### ABOUT THIS EXERCISE
Print the listing in full, keeping every line exactly as it is.

• • • •

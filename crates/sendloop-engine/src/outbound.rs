// SPDX-FileCopyrightText: 2026 Sendloop Contributors
// SPDX-License-Identifier: MIT OR Apache-2.0

//! Outbound sends through a tenant's live handle.
//!
//! Sends for one handle are strictly sequential with a mandatory
//! inter-message delay. That throttling is the primary defense against the
//! channel provider rate-limiting or banning the tenant's session, so it is
//! enforced here rather than left to callers.

use std::sync::Arc;
use std::time::Duration;

use sendloop_config::model::DispatcherConfig;
use sendloop_core::{BatchSummary, Channel, ChannelClient, MediaPayload, TenantId};
use tracing::{debug, warn};

use crate::session::SessionManager;

/// Sends single messages and throttled batches.
pub struct OutboundDispatcher {
    sessions: Arc<SessionManager>,
    cfg: DispatcherConfig,
}

impl OutboundDispatcher {
    pub fn new(sessions: Arc<SessionManager>, cfg: DispatcherConfig) -> Self {
        Self { sessions, cfg }
    }

    /// Sends one message to one recipient or group. Returns `true` only on
    /// confirmed acceptance by the transport; "not connected" is `false`,
    /// never an error.
    pub async fn send(
        &self,
        tenant: &TenantId,
        channel: Channel,
        recipient: &str,
        text: &str,
        media: Option<&MediaPayload>,
    ) -> bool {
        let Some(client) = self.sessions.get_or_restore(tenant, channel).await else {
            warn!(tenant = %tenant, channel = %channel, "send skipped: tenant session not connected");
            return false;
        };
        match send_one(client.as_ref(), recipient, text, media, self.send_timeout()).await {
            Ok(external_id) => {
                debug!(tenant = %tenant, channel = %channel, recipient, %external_id, "sent");
                true
            }
            Err(reason) => {
                warn!(tenant = %tenant, channel = %channel, recipient, %reason, "send failed");
                false
            }
        }
    }

    /// Sends the same message to many recipients sequentially, sleeping
    /// `delay_ms` between sends. One recipient's failure never aborts the
    /// rest of the batch.
    pub async fn send_to_many(
        &self,
        tenant: &TenantId,
        channel: Channel,
        recipients: &[String],
        text: &str,
        media: Option<&MediaPayload>,
        delay_ms: u64,
    ) -> BatchSummary {
        let Some(client) = self.sessions.get_or_restore(tenant, channel).await else {
            warn!(tenant = %tenant, channel = %channel, "batch skipped: tenant session not connected");
            let mut summary = BatchSummary::default();
            for recipient in recipients {
                summary.record_failure(recipient, "tenant session not connected");
            }
            return summary;
        };
        let items: Vec<(String, String)> = recipients
            .iter()
            .map(|r| (r.clone(), text.to_string()))
            .collect();
        send_batch(client.as_ref(), &items, media, delay_ms, self.send_timeout()).await
    }

    fn send_timeout(&self) -> Duration {
        Duration::from_secs(self.cfg.send_timeout_secs)
    }
}

/// One send with a bounded timeout. The error is a display string destined
/// for logs and batch summaries.
async fn send_one(
    client: &dyn ChannelClient,
    recipient: &str,
    text: &str,
    media: Option<&MediaPayload>,
    timeout: Duration,
) -> Result<String, String> {
    let send = async {
        match media {
            Some(media) => {
                let caption = (!text.is_empty()).then_some(text);
                client.send_media(recipient, media, caption).await
            }
            None => client.send_text(recipient, text).await,
        }
    };
    match tokio::time::timeout(timeout, send).await {
        Ok(Ok(external_id)) => Ok(external_id),
        Ok(Err(e)) => Err(e.to_string()),
        Err(_) => Err(format!("send timed out after {timeout:?}")),
    }
}

/// Sequential batch send over `(recipient, text)` pairs with per-recipient
/// throttling. Shared by `send_to_many` and the schedule dispatcher, which
/// already holds a claimed handle.
pub(crate) async fn send_batch(
    client: &dyn ChannelClient,
    items: &[(String, String)],
    media: Option<&MediaPayload>,
    delay_ms: u64,
    timeout: Duration,
) -> BatchSummary {
    let mut summary = BatchSummary::default();
    for (i, (recipient, text)) in items.iter().enumerate() {
        if i > 0 && delay_ms > 0 {
            tokio::time::sleep(Duration::from_millis(delay_ms)).await;
        }
        match send_one(client, recipient, text, media, timeout).await {
            Ok(_) => summary.record_sent(),
            Err(reason) => {
                warn!(%recipient, %reason, "batch send failed for recipient");
                summary.record_failure(recipient, reason);
            }
        }
    }
    summary
}

#[cfg(test)]
mod tests {
    use super::*;
    use sendloop_test_utils::MockClient;

    #[tokio::test]
    async fn batch_isolates_individual_failures() {
        let client = MockClient::new(Channel::Whatsapp);
        client.fail_recipient("r3").await;
        let items: Vec<(String, String)> = ["r1", "r2", "r3", "r4", "r5"]
            .iter()
            .map(|r| (r.to_string(), "hello".to_string()))
            .collect();

        let summary =
            send_batch(client.as_ref(), &items, None, 0, Duration::from_secs(5)).await;

        assert_eq!(summary.sent, 4);
        assert_eq!(summary.failed, 1);
        assert_eq!(summary.total, 5);
        assert_eq!(summary.failures[0].recipient, "r3");
        // r4 and r5 still went out after r3 failed.
        let sent = client.sent().await;
        assert_eq!(sent.len(), 4);
        assert_eq!(sent[2].recipient, "r4");
        assert_eq!(sent[3].recipient, "r5");
    }

    #[tokio::test]
    async fn media_send_carries_caption() {
        let client = MockClient::new(Channel::Whatsapp);
        let media = MediaPayload::new("https://cdn.example.com/banner.png");
        let items = vec![("r1".to_string(), "spring sale".to_string())];

        let summary =
            send_batch(client.as_ref(), &items, Some(&media), 0, Duration::from_secs(5)).await;

        assert_eq!(summary.sent, 1);
        let sent = client.sent().await;
        assert_eq!(sent[0].caption.as_deref(), Some("spring sale"));
        assert!(sent[0].media.is_some());
    }
}
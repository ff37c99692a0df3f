// SPDX-FileCopyrightText: 2026 Sendloop Contributors
// SPDX-License-Identifier: MIT OR Apache-2.0

//! The Sendloop engine: session lifecycle, inbound routing, and dispatch.
//!
//! Written once against the channel adapter traits in `sendloop-core`; each
//! concrete channel (WhatsApp Cloud API, Telegram bot) only implements the
//! adapter. Components:
//!
//! - [`SessionManager`] - in-memory map of live client handles, login/restore
//! - [`InboundRouter`] - knowledge-base match, AI fallback, auto-reply
//! - [`OutboundDispatcher`] - throttled immediate sends
//! - [`ScheduleDispatcher`] - polling loop claiming and running due jobs
//! - [`planner`] - job creation: timezone resolution and daily-cap fan-out

pub mod outbound;
pub mod planner;
pub mod router;
pub mod scheduler;
pub mod session;

pub use outbound::OutboundDispatcher;
pub use planner::{JobRequest, JobTarget};
pub use router::InboundRouter;
pub use scheduler::ScheduleDispatcher;
pub use session::{SessionManager, StartOutcome};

• • • •

### YOUR SOLUTION
filename crates/sendloop-engine/src/outbound.rs
// SPDX-FileCopyrightText: 2026 Sendloop Contributors
// SPDX-License-Identifier: MIT OR Apache-2.0

//! Outbound sends through a tenant's live handle.
//!
//! Sends for one handle are strictly sequential with a mandatory
//! inter-message delay. That throttling is the primary defense against the
//! channel provider rate-limiting or banning the tenant's session, so it is
//! enforced here rather than left to callers.

use std::sync::Arc;
use std::time::Duration;

use sendloop_config::model::DispatcherConfig;
use sendloop_core::{BatchSummary, Channel, ChannelClient, MediaPayload, TenantId};
use tracing::{debug, warn};

use crate::session::SessionManager;

/// Sends single messages and throttled batches.
pub struct OutboundDispatcher {
    sessions: Arc<SessionManager>,
    cfg: DispatcherConfig,
}

impl OutboundDispatcher {
    pub fn new(sessions: Arc<SessionManager>, cfg: DispatcherConfig) -> Self {
        Self { sessions, cfg }
    }

    /// Sends one message to one recipient or group. Returns `true` only on
    /// confirmed acceptance by the transport; "not connected" is `false`,
    /// never an error.
    pub async fn send(
        &self,
        tenant: &TenantId,
        channel: Channel,
        recipient: &str,
        text: &str,
        media: Option<&MediaPayload>,
    ) -> bool {
        let Some(client) = self.sessions.get_or_restore(tenant, channel).await else {
            warn!(tenant = %tenant, channel = %channel, "send skipped: tenant session not connected");
            return false;
        };
        match send_one(client.as_ref(), recipient, text, media, self.send_timeout()).await {
            Ok(external_id) => {
                debug!(tenant = %tenant, channel = %channel, recipient, %external_id, "sent");
                true
            }
            Err(reason) => {
                warn!(tenant = %tenant, channel = %channel, recipient, %reason, "send failed");
                false
            }
        }
    }

    /// Sends the same message to many recipients sequentially, sleeping
    /// `delay_ms` between sends. One recipient's failure never aborts the
    /// rest of the batch.
    pub async fn send_to_many(
        &self,
        tenant: &TenantId,
        channel: Channel,
        recipients: &[String],
        text: &str,
        media: Option<&MediaPayload>,
        delay_ms: u64,
    ) -> BatchSummary {
        let Some(client) = self.sessions.get_or_restore(tenant, channel).await else {
            warn!(tenant = %tenant, channel = %channel, "batch skipped: tenant session not connected");
            let mut summary = BatchSummary::default();
            for recipient in recipients {
                summary.record_failure(recipient, "tenant session not connected");
            }
            return summary;
        };
        let items: Vec<(String, String)> = recipients
            .iter()
            .map(|r| (r.clone(), text.to_string()))
            .collect();
        send_batch(client.as_ref(), &items, media, delay_ms, self.send_timeout()).await
    }

    fn send_timeout(&self) -> Duration {
        Duration::from_secs(self.cfg.send_timeout_secs)
    }
}

/// One send with a bounded timeout. The error is a display string destined
/// for logs and batch summaries.
async fn send_one(
    client: &dyn ChannelClient,
    recipient: &str,
    text: &str,
    media: Option<&MediaPayload>,
    timeout: Duration,
) -> Result<String, String> {
    let send = async {
        match media {
            Some(media) => {
                let caption = (!text.is_empty()).then_some(text);
                client.send_media(recipient, media, caption).await
            }
            None => client.send_text(recipient, text).await,
        }
    };
    match tokio::time::timeout(timeout, send).await {
        Ok(Ok(external_id)) => Ok(external_id),
        Ok(Err(e)) => Err(e.to_string()),
        Err(_) => Err(format!("send timed out after {timeout:?}")),
    }
}

/// Sequential batch send over `(recipient, text)` pairs with per-recipient
/// throttling. Shared by `send_to_many` and the schedule dispatcher, which
/// already holds a claimed handle.
pub(crate) async fn send_batch(
    client: &dyn ChannelClient,
    items: &[(String, String)],
    media: Option<&MediaPayload>,
    delay_ms: u64,
    timeout: Duration,
) -> BatchSummary {
    let mut summary = BatchSummary::default();
    for (i, (recipient, text)) in items.iter().enumerate() {
        if i > 0 && delay_ms > 0 {
            tokio::time::sleep(Duration::from_millis(delay_ms)).await;
        }
        match send_one(client, recipient, text, media, timeout).await {
            Ok(_) => summary.record_sent(),
            Err(reason) => {
                warn!(%recipient, %reason, "batch send failed for recipient");
                summary.record_failure(recipient, reason);
            }
        }
    }
    summary
}

#[cfg(test)]
mod tests {
    use super::*;
    use sendloop_test_utils::MockClient;

    #[tokio::test]
    async fn batch_isolates_individual_failures() {
        let client = MockClient::new(Channel::Whatsapp);
        client.fail_recipient("r3").await;
        let items: Vec<(String, String)> = ["r1", "r2", "r3", "r4", "r5"]
            .iter()
            .map(|r| (r.to_string(), "hello".to_string()))
            .collect();

        let summary =
            send_batch(client.as_ref(), &items, None, 0, Duration::from_secs(5)).await;

        assert_eq!(summary.sent, 4);
        assert_eq!(summary.failed, 1);
        assert_eq!(summary.total, 5);
        assert_eq!(summary.failures[0].recipient, "r3");
        // r4 and r5 still went out after r3 failed.
        let sent = client.sent().await;
        assert_eq!(sent.len(), 4);
        assert_eq!(sent[2].recipient, "r4");
        assert_eq!(sent[3].recipient, "r5");
    }

    #[tokio::test]
    async fn media_send_carries_caption() {
        let client = MockClient::new(Channel::Whatsapp);
        let media = MediaPayload::new("https://cdn.example.com/banner.png");
        let items = vec![("r1".to_string(), "spring sale".to_string())];

        let summary =
            send_batch(client.as_ref(), &items, Some(&media), 0, Duration::from_secs(5)).await;

        assert_eq!(summary.sent, 1);
        let sent = client.sent().await;
        assert_eq!(sent[0].caption.as_deref(), Some("spring sale"));
        assert!(sent[0].media.is_some());
    }
}
repository ff37c99692a0df3f
// SPDX-FileCopyrightText: 2026 Sendloop Contributors
// SPDX-License-Identifier: MIT OR Apache-2.0

//! The Sendloop engine: session lifecycle, inbound routing, and dispatch.
//!
//! Written once against the channel adapter traits in `sendloop-core`; each
//! concrete channel (WhatsApp Cloud API, Telegram bot) only implements the
//! adapter. Components:
//!
//! - [`SessionManager`] - in-memory map of live client handles, login/restore
//! - [`InboundRouter`] - knowledge-base match, AI fallback, auto-reply
//! - [`OutboundDispatcher`] - throttled immediate sends
//! - [`ScheduleDispatcher`] - polling loop claiming and running due jobs
//! - [`planner`] - job creation: timezone resolution and daily-cap fan-out

pub mod outbound;
pub mod planner;
pub mod router;
pub mod scheduler;
pub mod session;

pub use outbound::OutboundDispatcher;
pub use planner::{JobRequest, JobTarget};
pub use router::InboundRouter;
pub use scheduler::ScheduleDispatcher;
pub use session::{SessionManager, StartOutcome};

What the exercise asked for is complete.